Data under study —
============================================================
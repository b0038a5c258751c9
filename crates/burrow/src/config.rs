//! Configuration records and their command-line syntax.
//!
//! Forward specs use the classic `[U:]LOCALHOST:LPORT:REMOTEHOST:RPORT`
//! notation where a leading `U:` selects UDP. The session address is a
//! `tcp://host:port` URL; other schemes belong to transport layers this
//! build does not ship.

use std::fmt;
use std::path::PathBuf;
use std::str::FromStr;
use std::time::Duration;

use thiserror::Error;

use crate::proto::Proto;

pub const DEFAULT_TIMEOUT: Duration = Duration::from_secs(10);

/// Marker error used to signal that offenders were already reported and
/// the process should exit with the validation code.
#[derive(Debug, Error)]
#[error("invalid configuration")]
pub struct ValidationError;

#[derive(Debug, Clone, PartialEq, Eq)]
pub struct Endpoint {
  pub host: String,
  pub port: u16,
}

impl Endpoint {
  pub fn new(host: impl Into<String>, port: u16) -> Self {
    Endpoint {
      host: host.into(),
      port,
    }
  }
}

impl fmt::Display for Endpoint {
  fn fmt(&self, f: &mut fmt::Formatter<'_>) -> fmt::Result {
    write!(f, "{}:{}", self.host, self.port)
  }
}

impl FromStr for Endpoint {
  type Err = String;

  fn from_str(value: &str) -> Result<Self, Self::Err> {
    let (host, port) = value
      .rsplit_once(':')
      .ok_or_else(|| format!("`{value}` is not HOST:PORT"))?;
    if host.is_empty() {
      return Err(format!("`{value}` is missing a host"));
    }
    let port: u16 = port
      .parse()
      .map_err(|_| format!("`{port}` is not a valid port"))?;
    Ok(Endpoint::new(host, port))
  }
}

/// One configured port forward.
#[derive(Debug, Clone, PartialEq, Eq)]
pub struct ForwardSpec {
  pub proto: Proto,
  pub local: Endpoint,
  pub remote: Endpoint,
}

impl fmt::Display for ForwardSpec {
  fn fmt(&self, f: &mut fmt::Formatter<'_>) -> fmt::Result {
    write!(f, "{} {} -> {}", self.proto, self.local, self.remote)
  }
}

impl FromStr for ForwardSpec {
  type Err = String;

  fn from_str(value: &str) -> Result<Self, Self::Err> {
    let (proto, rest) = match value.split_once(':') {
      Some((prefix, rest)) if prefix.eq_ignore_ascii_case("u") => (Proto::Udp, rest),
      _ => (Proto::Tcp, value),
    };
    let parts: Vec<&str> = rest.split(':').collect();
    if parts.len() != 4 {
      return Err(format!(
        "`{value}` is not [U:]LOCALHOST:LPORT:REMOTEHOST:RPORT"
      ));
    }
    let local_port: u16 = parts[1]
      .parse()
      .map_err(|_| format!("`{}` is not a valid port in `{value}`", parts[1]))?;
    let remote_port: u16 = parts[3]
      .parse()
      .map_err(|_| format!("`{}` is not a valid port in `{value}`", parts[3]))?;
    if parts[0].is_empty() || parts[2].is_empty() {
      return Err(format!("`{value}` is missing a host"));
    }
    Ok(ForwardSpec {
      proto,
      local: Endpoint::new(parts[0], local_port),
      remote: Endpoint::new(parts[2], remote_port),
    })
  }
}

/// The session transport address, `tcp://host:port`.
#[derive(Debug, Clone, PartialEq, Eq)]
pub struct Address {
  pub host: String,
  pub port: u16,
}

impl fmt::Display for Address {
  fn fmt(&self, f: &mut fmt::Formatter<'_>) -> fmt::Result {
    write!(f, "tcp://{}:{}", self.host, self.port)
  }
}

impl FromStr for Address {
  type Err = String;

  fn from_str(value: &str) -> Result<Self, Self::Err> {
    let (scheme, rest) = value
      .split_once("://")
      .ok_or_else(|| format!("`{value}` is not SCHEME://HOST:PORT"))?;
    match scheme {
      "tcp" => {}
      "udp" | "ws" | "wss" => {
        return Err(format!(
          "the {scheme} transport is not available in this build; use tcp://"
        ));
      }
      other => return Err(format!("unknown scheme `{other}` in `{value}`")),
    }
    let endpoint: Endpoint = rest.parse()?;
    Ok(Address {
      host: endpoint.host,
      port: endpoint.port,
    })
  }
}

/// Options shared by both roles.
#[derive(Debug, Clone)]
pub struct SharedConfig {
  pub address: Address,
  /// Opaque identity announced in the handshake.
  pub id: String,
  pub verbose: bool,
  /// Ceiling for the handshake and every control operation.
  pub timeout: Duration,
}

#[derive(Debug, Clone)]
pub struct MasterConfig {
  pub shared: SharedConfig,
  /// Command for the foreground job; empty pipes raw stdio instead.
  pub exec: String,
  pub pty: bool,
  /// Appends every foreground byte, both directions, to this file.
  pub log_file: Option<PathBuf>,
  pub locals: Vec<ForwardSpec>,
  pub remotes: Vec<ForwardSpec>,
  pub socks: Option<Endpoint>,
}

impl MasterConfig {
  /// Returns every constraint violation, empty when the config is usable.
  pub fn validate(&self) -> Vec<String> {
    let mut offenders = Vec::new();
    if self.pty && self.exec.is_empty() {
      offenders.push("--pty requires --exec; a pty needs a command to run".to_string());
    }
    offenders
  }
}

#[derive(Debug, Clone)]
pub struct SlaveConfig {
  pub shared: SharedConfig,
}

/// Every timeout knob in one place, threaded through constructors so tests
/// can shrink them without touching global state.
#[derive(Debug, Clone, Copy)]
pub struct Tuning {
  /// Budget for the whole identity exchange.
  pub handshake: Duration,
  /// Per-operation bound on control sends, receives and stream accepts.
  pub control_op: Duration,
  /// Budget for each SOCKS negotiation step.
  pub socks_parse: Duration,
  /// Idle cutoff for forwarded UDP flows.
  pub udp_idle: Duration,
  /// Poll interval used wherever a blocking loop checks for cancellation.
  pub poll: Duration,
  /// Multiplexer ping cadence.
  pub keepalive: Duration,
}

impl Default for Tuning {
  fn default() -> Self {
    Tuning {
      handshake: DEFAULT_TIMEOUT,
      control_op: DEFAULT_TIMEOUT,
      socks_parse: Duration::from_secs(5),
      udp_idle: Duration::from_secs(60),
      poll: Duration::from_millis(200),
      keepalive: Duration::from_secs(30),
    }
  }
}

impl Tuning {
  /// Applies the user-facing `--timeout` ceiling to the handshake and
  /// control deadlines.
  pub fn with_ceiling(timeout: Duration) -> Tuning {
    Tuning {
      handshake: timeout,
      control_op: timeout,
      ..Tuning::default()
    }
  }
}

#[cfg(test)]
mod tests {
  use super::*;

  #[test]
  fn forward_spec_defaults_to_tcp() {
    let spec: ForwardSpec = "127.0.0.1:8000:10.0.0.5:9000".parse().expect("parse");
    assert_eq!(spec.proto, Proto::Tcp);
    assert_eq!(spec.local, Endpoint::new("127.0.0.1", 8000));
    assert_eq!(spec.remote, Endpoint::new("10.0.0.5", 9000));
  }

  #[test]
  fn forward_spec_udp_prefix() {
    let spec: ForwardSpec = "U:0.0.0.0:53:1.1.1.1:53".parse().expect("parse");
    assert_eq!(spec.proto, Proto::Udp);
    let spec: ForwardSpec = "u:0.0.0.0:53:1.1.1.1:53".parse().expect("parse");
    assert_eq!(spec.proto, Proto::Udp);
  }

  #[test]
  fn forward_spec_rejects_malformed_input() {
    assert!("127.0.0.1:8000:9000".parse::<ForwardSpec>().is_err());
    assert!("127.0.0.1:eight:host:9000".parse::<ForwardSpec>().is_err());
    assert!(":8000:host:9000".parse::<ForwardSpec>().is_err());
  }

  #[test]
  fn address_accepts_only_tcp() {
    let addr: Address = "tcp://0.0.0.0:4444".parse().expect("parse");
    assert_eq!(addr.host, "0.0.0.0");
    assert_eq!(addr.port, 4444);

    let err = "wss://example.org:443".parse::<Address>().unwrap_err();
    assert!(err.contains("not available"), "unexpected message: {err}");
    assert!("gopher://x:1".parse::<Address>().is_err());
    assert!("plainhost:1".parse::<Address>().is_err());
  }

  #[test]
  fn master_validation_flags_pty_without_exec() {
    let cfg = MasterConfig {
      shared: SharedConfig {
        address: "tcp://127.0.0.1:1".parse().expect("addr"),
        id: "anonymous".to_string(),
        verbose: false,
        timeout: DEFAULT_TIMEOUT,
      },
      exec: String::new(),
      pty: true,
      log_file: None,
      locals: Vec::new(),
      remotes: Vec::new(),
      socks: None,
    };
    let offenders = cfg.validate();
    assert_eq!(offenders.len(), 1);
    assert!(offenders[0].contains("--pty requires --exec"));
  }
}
============================================================
Work item —
In the data above, find the line that contains "address is a", then reproduce exactly every line from the first line through that line.

Problem solution —
repository b0038a5c258751c9
filename crates/burrow/src/config.rs
//! Configuration records and their command-line syntax.
//!
//! Forward specs use the classic `[U:]LOCALHOST:LPORT:REMOTEHOST:RPORT`
//! notation where a leading `U:` selects UDP. The session address is a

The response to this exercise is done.